В день Пятидесятницы апостол Петр цитирует слова ветхозаветного пророка Иоиля: «излию от Духа Моего на всякую плоть, и будут пророчествовать сыны ваши и дочери ваши» (Деян. 2, 17; Иоиль 2, 28). Тема пророчества наполняет все Священное Писание, сопровождая путь Церкви как Ветхого, так и Нового Завета. Кто такие пророки? Каково их значение для священной истории? Как распознать истинное и ложное пророчество? Об этом размышляют участники круглого стола, прошедшего в Санкт-Петербурге 15 апреля 2008 г.
Иерей Евгений Горячев
Пророк - это совершенно уникальный человек. Мы можем только догадываться о том, как выглядели библейские пророки: фрески и скульптуры Средневековья представляют их в качестве длиннобородых мужественных людей в длиннополых одеждах, однако мне кажется, что это не совсем реальный образ. Это скорее символ созерцания Церкви, выражение той значительной роли, которую пророки сыграли в истории человечества. Однако пророк мог выглядеть и как современный бомж, наверное, его внешний вид часто вызывал соблазн у сильных мира сего.
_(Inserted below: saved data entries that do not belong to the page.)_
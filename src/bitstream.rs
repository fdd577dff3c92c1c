//! Run-length serialization of Morse code into a self-delimiting bitstream.
//!
//! Only run lengths carry information:
//! - a run of `1`s of length 1 is a dot, length 3 is a dash
//! - a run of `0`s of length 1 separates symbols, 3 separates characters,
//!   7 separates words
//!
//! Every encoded stream ends with [`END_MARKER_LEN`] zero bits. No gap inside a
//! message is longer than 7, so the first run of at least that many zeros marks
//! the end of the message even when arbitrary carrier noise follows it.

use crate::error::{Result, StegoError};
use crate::morse::WORD_SEPARATOR;
use std::fmt;
use std::str::FromStr;

/// Length of the all-zero end marker
pub const END_MARKER_LEN: usize = 21;

const DOT_LEN: usize = 1;
const DASH_LEN: usize = 3;
const SYMBOL_GAP: usize = 1;
const CHARACTER_GAP: usize = 3;
const WORD_GAP: usize = 7;

/// A sequence of bits, stored one bit per byte (0 or 1)
#[derive(Debug, Clone, Default, PartialEq, Eq)]
pub struct Bitstream {
    bits: Vec<u8>,
}

impl Bitstream {
    pub fn new() -> Self {
        Self::default()
    }

    pub fn with_capacity(capacity: usize) -> Self {
        Self {
            bits: Vec::with_capacity(capacity),
        }
    }

    pub fn push(&mut self, bit: bool) {
        self.bits.push(bit as u8);
    }

    pub fn len(&self) -> usize {
        self.bits.len()
    }

    pub fn is_empty(&self) -> bool {
        self.bits.is_empty()
    }

    pub fn as_slice(&self) -> &[u8] {
        &self.bits
    }

    pub fn into_inner(self) -> Vec<u8> {
        self.bits
    }

    fn push_run(&mut self, bit: u8, len: usize) {
        self.bits.extend(std::iter::repeat(bit).take(len));
    }
}

impl From<Vec<u8>> for Bitstream {
    fn from(mut bits: Vec<u8>) -> Self {
        for bit in bits.iter_mut() {
            *bit = (*bit != 0) as u8;
        }
        Self { bits }
    }
}

impl fmt::Display for Bitstream {
    fn fmt(&self, f: &mut fmt::Formatter<'_>) -> fmt::Result {
        for &bit in &self.bits {
            f.write_str(if bit == 0 { "0" } else { "1" })?;
        }
        Ok(())
    }
}

impl FromStr for Bitstream {
    type Err = StegoError;

    fn from_str(s: &str) -> Result<Self> {
        let mut bits = Vec::with_capacity(s.len());
        for (i, c) in s.chars().enumerate() {
            match c {
                '0' => bits.push(0),
                '1' => bits.push(1),
                other => {
                    return Err(StegoError::Steganography(format!(
                        "invalid bit {other:?} at position {i}"
                    )))
                }
            }
        }
        Ok(Self { bits })
    }
}

/// Maximal runs of identical bits as `(bit, length)` pairs
struct Runs<'a> {
    bits: &'a [u8],
    offset: usize,
}

impl<'a> Runs<'a> {
    fn new(bits: &'a [u8]) -> Self {
        Self { bits, offset: 0 }
    }
}

impl Iterator for Runs<'_> {
    type Item = (u8, usize);

    fn next(&mut self) -> Option<Self::Item> {
        let rest = &self.bits[self.offset..];
        let first = (*rest.first()? != 0) as u8;
        let len = rest
            .iter()
            .take_while(|&&b| (b != 0) as u8 == first)
            .count();
        self.offset += len;
        Some((first, len))
    }
}

#[derive(Clone, Copy, PartialEq, Eq)]
enum Gap {
    None,
    Character,
    Word,
}

fn mark_len(symbol: char) -> Option<usize> {
    match symbol {
        '.' => Some(DOT_LEN),
        '-' => Some(DASH_LEN),
        _ => None,
    }
}

/// Serialize Morse code into a terminated bitstream
///
/// Empty characters produce neither marks nor gaps, repeated word separators
/// collapse into one word gap, and nothing but the end marker follows the last
/// mark.
pub fn morse_to_bitstream(morse: &str) -> Bitstream {
    let mut stream = Bitstream::with_capacity(morse.len() * 4 + END_MARKER_LEN);
    let mut pending = Gap::None;

    for (index, word) in morse.split(WORD_SEPARATOR).enumerate() {
        if index > 0 {
            pending = Gap::Word;
        }
        for character in word.split(' ') {
            let marks: Vec<usize> = character.chars().filter_map(mark_len).collect();
            if marks.is_empty() {
                continue;
            }

            let gap = match pending {
                Gap::None => 0,
                Gap::Character => CHARACTER_GAP,
                Gap::Word => WORD_GAP,
            };
            stream.push_run(0, gap);

            for (i, &len) in marks.iter().enumerate() {
                if i > 0 {
                    stream.push_run(0, SYMBOL_GAP);
                }
                stream.push_run(1, len);
            }
            pending = Gap::Character;
        }
    }

    stream.push_run(0, END_MARKER_LEN);
    stream
}

/// Index of the first bit of the end marker, if any
pub fn find_end_marker(bits: &[u8]) -> Option<usize> {
    let mut zeros = 0usize;
    for (i, &bit) in bits.iter().enumerate() {
        if bit == 0 {
            zeros += 1;
            if zeros == END_MARKER_LEN {
                return Some(i + 1 - END_MARKER_LEN);
            }
        } else {
            zeros = 0;
        }
    }
    None
}

/// Decode a bitstream (possibly followed by noise) back into Morse code
///
/// Fails with [`StegoError::MessageNotFound`] when no end marker is present.
/// A marker at the very start yields an empty string.
pub fn bitstream_to_morse(bits: &[u8]) -> Result<String> {
    let end = find_end_marker(bits).ok_or(StegoError::MessageNotFound)?;

    let mut morse = String::new();
    for (bit, len) in Runs::new(&bits[..end]) {
        if bit == 1 {
            morse.push(if len >= DASH_LEN { '-' } else { '.' });
        } else if len >= WORD_GAP {
            morse.push_str(" / ");
        } else if len >= CHARACTER_GAP {
            morse.push(' ');
        }
    }

    Ok(morse.trim().to_string())
}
Пророк в ветхозаветном понимании - это вестник Божественного суда, который прежде объявления этого суда Израилю исполняет его на самом себе. Чтобы показать низость Израиля, пророку Осии пришлось жениться на распутной женщине и тем самым показать то состояние, в котором пребывают иудеи. Пророк - это тот, кого призывают. Напомню слова пророка Амоса: «Если лев не зарычит - никто не испугается; Если Бог не призовет - никто не станет праведным». Поэтому мы видим среди пророков царей и простолюдинов, людей образованных и занимавшихся обычной работой. Ни социальный статус, ни образование в данном случае не имели никакого значения, а вот нравственная составляющая являлась определяющей. Для библейского откровения пророк - это человек, который был призван на это служение благодаря своему сердечному стремлению. Хорошо известные слова апостола Петра «никогда пророчество не было изрекаемо человеком» указывают на то, что пророком в библейском понимании становится человек, избранный Богом, - либо за то, что он свят, либо потенциально свят, и последнее предполагает, что человек кардинально меняет свою жизнь.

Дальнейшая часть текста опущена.